Detik itu juga, Valency mengetahui jawabannya.
Cecilia pasti belum sempat pulang ke asrama dan terus bermalam di tempat Felix!
“Kamu akan mengerjakannya sekarang kan, Lency?” tanya Cecilia dengan suara yang dibuat lembut dan penuh perhatian.
Valency kembali menatap Felix yang berdiri diam di belakang Cecilia. “Biar aku yang bicara dengan klienmu itu,”
Mata Felix dan Cecilia membesar.
“Apa? Tidak, tidak. Kamu tidak boleh bertemu dengannya!” tolak Felix cepat.
“Kenapa?” pancing Valency. “Bukankah bertemu dengan klien akan mempercepat proses pembuatan desain?”
“Tidak, bukan seperti itu. Hanya saja ... “ Felix mengulum bibirnya, terdiam sejenak. Otaknya bekerja keras mencari jawaban yang pas. “Hanya saja untuk apa kamu mau bertemu dengan klienku? Tugasmu hanya membuat desain saja, urusan lain biar aku yang urus.”
“Benar kata Felix. Jika kamu meminta bertemu bisa saja akan membuat klien bertambah marah karena pertemuan yang dadakan, dia orang yang sangat sibuk, bos perusahaan besar,” tambah Cecilia ikut membantu.
“Justru karena membuat desain adalah tugasku, maka aku ingin bertemu dengan klien secara langsung,” ucap Valency. “Aku ingin berdiskusi lebih banyak tentang desain yang mereka inginkan, bukankah itu lebih baik?”
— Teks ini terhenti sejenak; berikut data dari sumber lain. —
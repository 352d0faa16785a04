//! The seams between the client and the outside world: the XMPP
//! implementation, the password source, and whoever consumes inbound
//! stream events.

use std::sync::Arc;
use std::time::Instant;

use async_trait::async_trait;
use communique_store::{ChatMessage, Jid, RosterItem};
use futures_util::stream::BoxStream;

/// The `<show/>` value of an available presence.
#[derive(Debug, Clone, Copy, PartialEq, Eq)]
pub enum Show {
    Available,
    Away,
    /// Sent as `dnd`.
    Busy,
}

impl Show {
    /// The wire value, or `None` for a plain available presence.
    pub fn as_wire(&self) -> Option<&'static str> {
        match self {
            Show::Available => None,
            Show::Away => Some("away"),
            Show::Busy => Some("dnd"),
        }
    }
}

/// Outbound stanzas the client produces.
#[derive(Debug, Clone, PartialEq, Eq)]
pub enum Stanza {
    Presence(Show),
    Message(ChatMessage),
}

/// Inbound events decoded from the stream.
#[derive(Debug, Clone, PartialEq, Eq)]
pub enum InboundEvent {
    /// A message delivered live.
    Message(ChatMessage),
    /// A message replayed from the archive kept by `archive`.
    Archived { archive: Jid, msg: ChatMessage },
    /// A delivery receipt for the message with this id.
    Receipt(String),
    /// A roster push.
    RosterPush { ver: Option<String>, item: RosterItem },
}

/// Result of a roster request. With a matching version the server may
/// answer "unchanged": no version and no items.
pub struct RosterFetch {
    pub ver: Option<String>,
    pub items: BoxStream<'static, anyhow::Result<RosterItem>>,
}

/// Establishes sessions. Stream negotiation (TLS, SASL, resource binding)
/// happens behind this trait.
#[async_trait]
pub trait Protocol: Send + Sync + 'static {
    type Conn: Send + 'static;

    async fn dial(&self, addr: &Jid) -> anyhow::Result<Self::Conn>;

    async fn negotiate(
        &self,
        conn: Self::Conn,
        addr: &Jid,
        password: &str,
    ) -> anyhow::Result<Arc<dyn Session>>;
}

/// A negotiated stream.
#[async_trait]
pub trait Session: Send + Sync {
    async fn send(&self, stanza: Stanza) -> anyhow::Result<()>;

    /// Feed inbound events to `handler` until the stream ends.
    async fn serve(&self, handler: Arc<dyn InboundHandler>) -> anyhow::Result<()>;

    fn set_close_deadline(&self, deadline: Instant) -> anyhow::Result<()>;

    async fn close(&self) -> anyhow::Result<()>;

    /// Request the roster, passing the version we already hold (may be empty).
    async fn fetch_roster(&self, ver: &str) -> anyhow::Result<RosterFetch>;
}

#[async_trait]
pub trait InboundHandler: Send + Sync {
    async fn handle(&self, event: InboundEvent);
}

/// Where the account password comes from. May prompt or run a command.
#[async_trait]
pub trait SecretSource: Send + Sync {
    async fn password(&self) -> anyhow::Result<String>;
}
//! Error type shared by every store operation.

use std::path::PathBuf;

/// Errors produced by the persistent store.
#[derive(Debug, thiserror::Error)]
pub enum StoreError {
    #[error("sqlite error: {0}")]
    Sqlite(#[from] rusqlite::Error),

    #[error("io error: {0}")]
    Io(#[from] std::io::Error),

    /// None of the candidate database locations could be created or opened.
    #[error("could not create or open a database for writing (tried {tried:?})")]
    NoWritableLocation { tried: Vec<PathBuf> },

    #[error("invalid address {0:?}")]
    InvalidAddress(String),

    /// A stored enum column held a value this version does not understand.
    #[error("unknown {field} value {value:?} in database")]
    UnknownValue { field: &'static str, value: String },

    /// Returned from a transaction body to roll back without reporting a failure.
    #[error("transaction rolled back")]
    Rollback,

    #[error("query worker could not be started: {0}")]
    Worker(String),
}

pub type Result<T, E = StoreError> = std::result::Result<T, E>;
Senyum tipis tersungging di wajah Valency. Dirinya sudah tahu kenapa Felix dan Cecilia bersikeras menghalanginya bertemu klien.
Tentu saja karena kedua orang itu akan mengenalkan desainnya sebagai desain milik Cecilia!
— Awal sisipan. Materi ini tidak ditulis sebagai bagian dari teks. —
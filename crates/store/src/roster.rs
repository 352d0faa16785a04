//! Roster persistence: full replace, incremental pushes and reads.

use rusqlite::{params, Connection, OptionalExtension, Row, Transaction};
use tracing::debug;

use crate::db::Store;
use crate::error::Result;
use crate::schema::{
    CLEAR_ROSTER_GROUPS, DELETE_ROSTER_ITEM, INSERT_ROSTER_GROUP, SELECT_ROSTER,
    SELECT_ROSTER_GROUPS, SELECT_ROSTER_ITEM, SELECT_ROSTER_VERSION, TRUNCATE_ROSTER,
    UPSERT_ROSTER_ITEM, UPSERT_ROSTER_VERSION,
};
use crate::types::{Jid, RosterItem, Subscription};

impl Store {
    /// Replace the whole roster with `items`, recording `ver` if given.
    ///
    /// The existing roster is only cleared once the first item arrives, so
    /// an empty sync (the server reporting "no change") leaves it untouched.
    pub fn replace_roster<I>(&self, ver: Option<&str>, items: I) -> Result<()>
    where
        I: IntoIterator<Item = RosterItem>,
    {
        self.write_tx(|tx| {
            if let Some(ver) = ver.filter(|v| !v.is_empty()) {
                upsert_version(tx, ver)?;
            }

            let mut truncated = false;
            for item in items {
                if item.subscription == Subscription::Remove {
                    debug!("Skipping removed roster item {} in full sync", item.jid);
                    continue;
                }
                if !truncated {
                    tx.prepare_cached(TRUNCATE_ROSTER)?.execute([])?;
                    truncated = true;
                }
                upsert_item(tx, &item)?;
            }
            Ok(())
        })
    }

    /// Apply a single roster push.
    ///
    /// A `remove` subscription deletes the entry (its groups follow via the
    /// foreign key); anything else inserts or updates it.
    pub fn update_roster(&self, ver: Option<&str>, item: &RosterItem) -> Result<()> {
        self.write_tx(|tx| {
            if let Some(ver) = ver.filter(|v| !v.is_empty()) {
                upsert_version(tx, ver)?;
            }
            if item.subscription == Subscription::Remove {
                tx.prepare_cached(DELETE_ROSTER_ITEM)?
                    .execute(params![item.jid.bare().to_string()])?;
                return Ok(());
            }
            upsert_item(tx, item)
        })
    }

    /// The stored roster version, or an empty string if none was ever saved.
    pub fn roster_version(&self) -> Result<String> {
        self.read(select_version)
    }

    /// Look up a single roster entry with its groups.
    pub fn roster_item(&self, jid: &Jid) -> Result<Option<RosterItem>> {
        self.read(|conn| {
            let item = conn
                .prepare_cached(SELECT_ROSTER_ITEM)?
                .query_row(params![jid.bare().to_string()], decode_item)
                .optional()?;
            match item {
                Some(item) => Ok(Some(with_groups(conn, item?)?)),
                None => Ok(None),
            }
        })
    }

    /// Call `f` with the version token and every roster entry.
    ///
    /// Version and entries are read in one transaction so they describe the
    /// same state. `f` must not call back into the store.
    pub fn for_each_roster_item<F>(&self, mut f: F) -> Result<()>
    where
        F: FnMut(&str, RosterItem),
    {
        self.read(|conn| {
            let tx = conn.unchecked_transaction()?;
            let ver = select_version(&tx)?;
            {
                let mut stmt = tx.prepare_cached(SELECT_ROSTER)?;
                let mut rows = stmt.query([])?;
                while let Some(row) = rows.next()? {
                    let item = with_groups(&tx, decode_item(row)??)?;
                    f(&ver, item);
                }
            }
            tx.commit()?;
            Ok(())
        })
    }
}

/// Record the roster version inside an open transaction.
pub fn upsert_version(tx: &Transaction<'_>, ver: &str) -> Result<()> {
    tx.prepare_cached(UPSERT_ROSTER_VERSION)?.execute(params![ver])?;
    Ok(())
}

/// Insert or update an entry and replace its groups inside an open transaction.
pub fn upsert_item(tx: &Transaction<'_>, item: &RosterItem) -> Result<()> {
    let bare = item.jid.bare().to_string();
    tx.prepare_cached(UPSERT_ROSTER_ITEM)?
        .execute(params![bare, item.name, item.subscription.as_str()])?;

    tx.prepare_cached(CLEAR_ROSTER_GROUPS)?.execute(params![bare])?;
    let mut insert_group = tx.prepare_cached(INSERT_ROSTER_GROUP)?;
    for group in &item.groups {
        insert_group.execute(params![bare, group])?;
    }
    Ok(())
}

fn select_version(conn: &Connection) -> Result<String> {
    let ver = conn
        .prepare_cached(SELECT_ROSTER_VERSION)?
        .query_row([], |row| row.get::<_, String>(0))
        .optional()?;
    Ok(ver.unwrap_or_default())
}

/// Decode `jid, name, subs`. The outer result carries column errors, the
/// inner one parse errors of the stored values.
fn decode_item(row: &Row<'_>) -> rusqlite::Result<Result<RosterItem>> {
    let jid: String = row.get(0)?;
    let name: String = row.get(1)?;
    let subs: String = row.get(2)?;
    Ok(parse_item(&jid, name, &subs))
}

fn parse_item(jid: &str, name: String, subs: &str) -> Result<RosterItem> {
    Ok(RosterItem {
        jid: jid.parse()?,
        name,
        subscription: subs.parse()?,
        groups: Vec::new(),
    })
}

fn with_groups(conn: &Connection, mut item: RosterItem) -> Result<RosterItem> {
    let mut stmt = conn.prepare_cached(SELECT_ROSTER_GROUPS)?;
    let groups = stmt
        .query_map(params![item.jid.to_string()], |row| row.get::<_, String>(0))?
        .collect::<rusqlite::Result<Vec<_>>>()?;
    item.groups = groups;
    Ok(item)
}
“Tidak perlu. Kami sudah mencatat detail permintaan mereka dan kamu hanya tinggal membuat desainnya saja.” Felix kembali menolak mentah-mentah permintaan Valency. “Jangan buang-buang waktu lagi dan kerjakan secepatnya, oke Lency?”
Felix ingin mengambil tangan Valency dan mengelusnya, tetapi dengan cepat Valency menghindar dan berjalan mendekati meja kerja Felix. “Baiklah. Mana catatannya? Akan lebih baik jika aku mulai membuat desainnya sekarang.”
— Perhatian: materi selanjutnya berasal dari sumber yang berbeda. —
//! 468-point face mesh landmark provider via ONNX Runtime.
//!
//! Letterboxes the whole RGB frame into the square model input, runs the
//! mesh model once, and maps the predicted points back to coordinates
//! normalized against the source image.

use crate::decoder::PixelBuffer;
use crate::landmarks::{Landmark, LandmarkProvider, LandmarkSet, MeshLayout, ProviderError};
use image::imageops::{self, FilterType};
use ndarray::Array4;
use ort::session::Session;
use ort::value::TensorRef;
use std::path::Path;
use std::str::FromStr;

// --- Named constants ---
const MESH_INPUT_SIZE: usize = 192;
const MESH_POINTS: usize = 468;
const MESH_VALUES_PER_POINT: usize = 3;
pub const DEFAULT_MIN_FACE_CONFIDENCE: f32 = 0.5;

/// Memory layout of the model's image input.
#[derive(Debug, Clone, Copy, PartialEq, Eq, Default)]
pub enum TensorLayout {
    /// `[1, H, W, 3]`, as exported from TFLite.
    #[default]
    Nhwc,
    /// `[1, 3, H, W]`.
    Nchw,
}

impl FromStr for TensorLayout {
    type Err = String;

    fn from_str(s: &str) -> Result<Self, Self::Err> {
        match s.to_ascii_lowercase().as_str() {
            "nhwc" => Ok(TensorLayout::Nhwc),
            "nchw" => Ok(TensorLayout::Nchw),
            other => Err(format!("unknown tensor layout: {other}")),
        }
    }
}

/// Metadata for coordinate de-mapping after letterbox resize.
#[derive(Debug, Clone, Copy)]
struct LetterboxInfo {
    scale: f32,
    pad_x: f32,
    pad_y: f32,
}

/// Face mesh landmark model.
pub struct FaceMesh {
    session: Session,
    layout: TensorLayout,
    min_confidence: f32,
}

impl FaceMesh {
    /// Load the face mesh ONNX model from the given path.
    pub fn load(
        model_path: &str,
        layout: TensorLayout,
        min_confidence: f32,
    ) -> Result<Self, ProviderError> {
        if !Path::new(model_path).exists() {
            return Err(ProviderError::ModelNotFound(model_path.to_string()));
        }

        let session = Session::builder()?
            .with_intra_threads(2)?
            .commit_from_file(model_path)?;

        tracing::info!(
            path = model_path,
            ?layout,
            min_confidence,
            inputs = ?session.inputs().iter().map(|i| i.name()).collect::<Vec<_>>(),
            outputs = ?session.outputs().iter().map(|o| o.name()).collect::<Vec<_>>(),
            "loaded face mesh model"
        );

        Ok(Self {
            session,
            layout,
            min_confidence,
        })
    }
}

impl LandmarkProvider for FaceMesh {
    fn extract(&mut self, image: &PixelBuffer) -> Result<Option<LandmarkSet>, ProviderError> {
        if image.width() == 0 || image.height() == 0 {
            return Ok(None);
        }

        let (input, letterbox) = letterbox_tensor(image, self.layout);
        let min_confidence = self.min_confidence;

        let outputs = self.session.run(ort::inputs![TensorRef::from_array_view(input.view())?])?;

        // The mesh tensor is the only output with at least 468*3 values;
        // the face-presence logit is the single-value one.
        let mut mesh: Option<Vec<f32>> = None;
        let mut logit: Option<f32> = None;
        for idx in 0..outputs.len() {
            let (_, data) = outputs[idx]
                .try_extract_tensor::<f32>()
                .map_err(|e| ProviderError::InferenceFailed(format!("output {idx}: {e}")))?;
            if mesh.is_none() && data.len() >= MESH_POINTS * MESH_VALUES_PER_POINT {
                mesh = Some(data.to_vec());
            } else if logit.is_none() && data.len() == 1 {
                logit = Some(data[0]);
            }
        }

        let mesh = mesh.ok_or_else(|| {
            ProviderError::InferenceFailed("model produced no landmark tensor".into())
        })?;
        let logit = logit.ok_or_else(|| {
            ProviderError::InferenceFailed("model produced no face score".into())
        })?;

        let score = sigmoid(logit);
        if score < min_confidence {
            tracing::debug!(score, min_confidence, "face mesh: no face");
            return Ok(None);
        }

        let points = decode_landmarks(&mesh, &letterbox, image.width(), image.height());
        let set = LandmarkSet::new(points, MeshLayout::FACE_MESH_468)
            .map_err(|e| ProviderError::InferenceFailed(e.to_string()))?;

        tracing::debug!(score, "face mesh: face found");
        Ok(Some(set))
    }
}

fn sigmoid(x: f32) -> f32 {
    1.0 / (1.0 + (-x).exp())
}

/// Resize into the square model input preserving aspect ratio, pad with
/// black, and normalize to [0, 1].
fn letterbox_tensor(image: &PixelBuffer, layout: TensorLayout) -> (Array4<f32>, LetterboxInfo) {
    let width = image.width() as f32;
    let height = image.height() as f32;
    let size = MESH_INPUT_SIZE as f32;

    let scale = (size / width).min(size / height);
    let new_w = ((width * scale).round() as usize).clamp(1, MESH_INPUT_SIZE);
    let new_h = ((height * scale).round() as usize).clamp(1, MESH_INPUT_SIZE);
    // Integer offsets: the same values place the pixels and de-map the points.
    let pad_x_start = (MESH_INPUT_SIZE - new_w) / 2;
    let pad_y_start = (MESH_INPUT_SIZE - new_h) / 2;

    let resized = imageops::resize(
        image.as_rgb(),
        new_w as u32,
        new_h as u32,
        FilterType::Triangle,
    );

    let shape = match layout {
        TensorLayout::Nhwc => (1, MESH_INPUT_SIZE, MESH_INPUT_SIZE, 3),
        TensorLayout::Nchw => (1, 3, MESH_INPUT_SIZE, MESH_INPUT_SIZE),
    };
    let mut tensor = Array4::<f32>::zeros(shape);

    for (x, y, pixel) in resized.enumerate_pixels() {
        let tx = x as usize + pad_x_start;
        let ty = y as usize + pad_y_start;
        for c in 0..3 {
            let v = pixel.0[c] as f32 / 255.0;
            match layout {
                TensorLayout::Nhwc => tensor[[0, ty, tx, c]] = v,
                TensorLayout::Nchw => tensor[[0, c, ty, tx]] = v,
            }
        }
    }

    let letterbox = LetterboxInfo {
        scale,
        pad_x: pad_x_start as f32,
        pad_y: pad_y_start as f32,
    };
    (tensor, letterbox)
}

/// Map mesh points from model input pixels back to source-normalized units.
fn decode_landmarks(
    mesh: &[f32],
    letterbox: &LetterboxInfo,
    width: u32,
    height: u32,
) -> Vec<Landmark> {
    let w = width as f32;
    let h = height as f32;
    mesh.chunks_exact(MESH_VALUES_PER_POINT)
        .take(MESH_POINTS)
        .map(|p| Landmark {
            x: (p[0] - letterbox.pad_x) / letterbox.scale / w,
            y: (p[1] - letterbox.pad_y) / letterbox.scale / h,
            z: p[2] / letterbox.scale / w,
        })
        .collect()
}

#[cfg(test)]
mod tests {
    use super::*;
    use image::{Rgb, RgbImage};

    fn solid(width: u32, height: u32, value: u8) -> PixelBuffer {
        PixelBuffer::from_rgb(RgbImage::from_pixel(width, height, Rgb([value, value, value])))
    }

    #[test]
    fn test_letterbox_shape_per_layout() {
        let img = solid(64, 32, 255);
        let (nhwc, _) = letterbox_tensor(&img, TensorLayout::Nhwc);
        assert_eq!(nhwc.shape(), &[1, MESH_INPUT_SIZE, MESH_INPUT_SIZE, 3]);
        let (nchw, _) = letterbox_tensor(&img, TensorLayout::Nchw);
        assert_eq!(nchw.shape(), &[1, 3, MESH_INPUT_SIZE, MESH_INPUT_SIZE]);
    }

    #[test]
    fn test_letterbox_pads_short_side() {
        // 2:1 landscape → content fills rows 48..144, padding above and below.
        let img = solid(200, 100, 255);
        let (tensor, lb) = letterbox_tensor(&img, TensorLayout::Nhwc);
        assert!((lb.scale - 0.96).abs() < 1e-6);
        assert_eq!(lb.pad_x, 0.0);
        assert_eq!(lb.pad_y, 48.0);
        assert_eq!(tensor[[0, 0, 96, 0]], 0.0);
        assert!((tensor[[0, 96, 96, 0]] - 1.0).abs() < 1e-6);
        assert_eq!(tensor[[0, 191, 96, 2]], 0.0);
    }

    #[test]
    fn test_letterbox_coordinate_roundtrip() {
        let (width, height) = (320u32, 240u32);
        let img = solid(width, height, 10);
        let (_, lb) = letterbox_tensor(&img, TensorLayout::Nchw);

        // A point at (100, 50) px in the source, projected into model space.
        let mx = 100.0 * lb.scale + lb.pad_x;
        let my = 50.0 * lb.scale + lb.pad_y;
        let mut mesh = vec![0.0f32; MESH_POINTS * MESH_VALUES_PER_POINT];
        mesh[0] = mx;
        mesh[1] = my;

        let points = decode_landmarks(&mesh, &lb, width, height);
        assert_eq!(points.len(), MESH_POINTS);
        assert!((points[0].x - 100.0 / 320.0).abs() < 1e-4, "x: {}", points[0].x);
        assert!((points[0].y - 50.0 / 240.0).abs() < 1e-4, "y: {}", points[0].y);
    }

    #[test]
    fn test_odd_padding_maps_content_edge_to_zero() {
        // 200x101 → 192x97, leaving 95 rows of padding: 47 above, 48 below.
        let img = solid(200, 101, 255);
        let (tensor, lb) = letterbox_tensor(&img, TensorLayout::Nhwc);
        assert_eq!(lb.pad_y, 47.0);
        assert_eq!(tensor[[0, 46, 96, 0]], 0.0);
        assert!((tensor[[0, 47, 96, 0]] - 1.0).abs() < 1e-6);
        assert_eq!(tensor[[0, 144, 96, 0]], 0.0);

        // The first content row in model space is the top edge of the source.
        let mut mesh = vec![0.0f32; MESH_POINTS * MESH_VALUES_PER_POINT];
        mesh[0] = lb.pad_x;
        mesh[1] = 47.0;
        let points = decode_landmarks(&mesh, &lb, 200, 101);
        assert!(points[0].x.abs() < 1e-6, "x: {}", points[0].x);
        assert!(points[0].y.abs() < 1e-6, "y: {}", points[0].y);
    }

    #[test]
    fn test_sigmoid() {
        assert!((sigmoid(0.0) - 0.5).abs() < 1e-6);
        assert!(sigmoid(8.0) > 0.99);
        assert!(sigmoid(-8.0) < 0.01);
    }

    #[test]
    fn test_tensor_layout_parse() {
        assert_eq!("NHWC".parse::<TensorLayout>(), Ok(TensorLayout::Nhwc));
        assert_eq!("nchw".parse::<TensorLayout>(), Ok(TensorLayout::Nchw));
        assert!("hwc".parse::<TensorLayout>().is_err());
    }

    #[test]
    fn test_load_missing_model() {
        let result = FaceMesh::load(
            "/nonexistent/face_landmark.onnx",
            TensorLayout::Nhwc,
            DEFAULT_MIN_FACE_CONFIDENCE,
        );
        assert!(matches!(result, Err(ProviderError::ModelNotFound(_))));
    }
}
Valency mengintip dari sudut matanya, bisa menangkap interaksi Felix dan Cecilia yang saling melempar senyum senang mendengar ucapannya, membuat Valency mendengus. Dia menduduki kursi kerja Felix dan mulai mengerjakan desain sesuai dengan catatan yang diberikan Cecilia dengan santai, tak ingin memberikan desain terbaiknya seperti dulu.
Berkat kecerdasan otaknya yang kreatif, satu desain kecil menjadi hal yang mudah bagi Valency. Dalam hitungan jam saja dia telah menyelesaikan desain buatannya, yang bahkan biasanya diselesaikan beberapa hari oleh desainer lain.
“Ini,” pungkasnya. Valency menyerahkan hasil desainnya kepada Felix. “Semua catatan untuk detail pengerjaannya juga ada di sini.”
Felix yang memeriksa hasil kerja Valency, lalu menganggukkan kepala puas. “Desain milikmu memang yang terbaik, Sayang!” puji Felix sembari mengusap kepala Valency dengan senyum lebar. Dia merasa sangat senang karena sebentar lagi pasti akan mendapat bayaran hasil dari proyek ini.
Valency yang dipuji hanya memasang senyum palsu. Biasanya pujian Felix akan sangat membuatnya kesenangan sendiri, tetapi kini pujian itu tak lagi berarti apa-apa untuknya. Valency merasa hambar dan malah muak.
Saat menoleh ke arah lain, matanya tak sengaja melihat raut kesal Cecilia.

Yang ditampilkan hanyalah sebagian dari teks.